80 Prozent der Blick am Abend-Leser wollen mehr von Katja Walder (Effretikon ZH)

Aaah... Ohhh... Uuuh...!!»-Es ist nicht das 1.-August-Feuerwerk, das uns Verzückungsschreie entlockt- es sind spitze Steine, die sich gnadenlos in unsere zarten Städter-Fusssohlen rammen und uns leiden lassen. «Ich verklage diese Leute», flucht Muskel-Minnie. Wir sind unterwegs auf einem offiziellen «Barfuss-Pfad» und haben es uns im Vorfeld wunderbar vorgestellt: Satte Moosböden, weicher Sand, kühler Lehm, massierende Holzschnitzel.
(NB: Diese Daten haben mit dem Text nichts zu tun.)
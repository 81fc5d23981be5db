//! Configuration error types

use thiserror::Error;

/// Errors that can occur during configuration loading
#[derive(Debug, Error)]
pub enum ConfigError {
    #[error("Configuration loading failed: {0}")]
    LoadError(#[from] config::ConfigError),

    #[error("Validation failed: {0}")]
    ValidationFailed(#[from] ValidationError),
}

/// Errors that can occur during configuration validation
#[derive(Debug, Error)]
pub enum ValidationError {
    #[error("Required configuration missing: {0}")]
    MissingRequired(&'static str),

    #[error("Invalid request timeout")]
    InvalidTimeout,

    #[error("Invalid backend base URL format")]
    InvalidBaseUrl,

    #[error("Identity endpoint must use HTTPS in production")]
    EndpointMustBeHttps,

    #[error("Backend base URL must use HTTPS in production")]
    BaseUrlMustBeHttps,
}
Alles, was man halt so fühlen will an den eigenen Fusssohlen. Stattdessen: Glühend heisser Asphalt (bloss nur mit den Zehen berühren), spitzige Kiesel (Aaaautsch!), grosse Schnitzel mit Aufschlitzpotenzial («Ich han en Spiiise!»). So ein Mist. Wir zetern, fluchen, nörgeln und spüren die Häme des Dünnen. Der hat nämlich noch gesagt: «Spinnt ihr, die Schuhe zu Hause zu lassen?» Aber wir wollten nicht hören. Und so humpeln Muskel-Minnie und ich über diesen ungastlichen Barfuss-Pfad, weichen vergammelten toten Mäusen aus und wünschen uns unsere Schuhe her- oder zumindest eine dicke Hornhaut-Schicht an die Sohle. Lädiert erreichen wir den ersten Posten, wo wir mit Augenbinden über verschiedene Bodenbeläge tapsen. «Aah, das ist schön», entfährt es uns bei den grossen, kühlen Steinen. «Da bleiben wir». Doch der Dünne hat kein Erbarmen und zerrt uns weiter. Eine Tortur. Entschädigt werden wir erst ganz zum Schluss - in einem Schlamm-Becken. Knietief waten wir durch den Morast und produzieren dabei unanständige Furz-Geräusche. Gedanklich schweife ich ab: denke an den Robinson-Spielplatz aus meiner Kindheit, den Robidog-Kasten vor dem Haus und an Schlamm-Wrestling. Jetzt bloss nicht hinfallen.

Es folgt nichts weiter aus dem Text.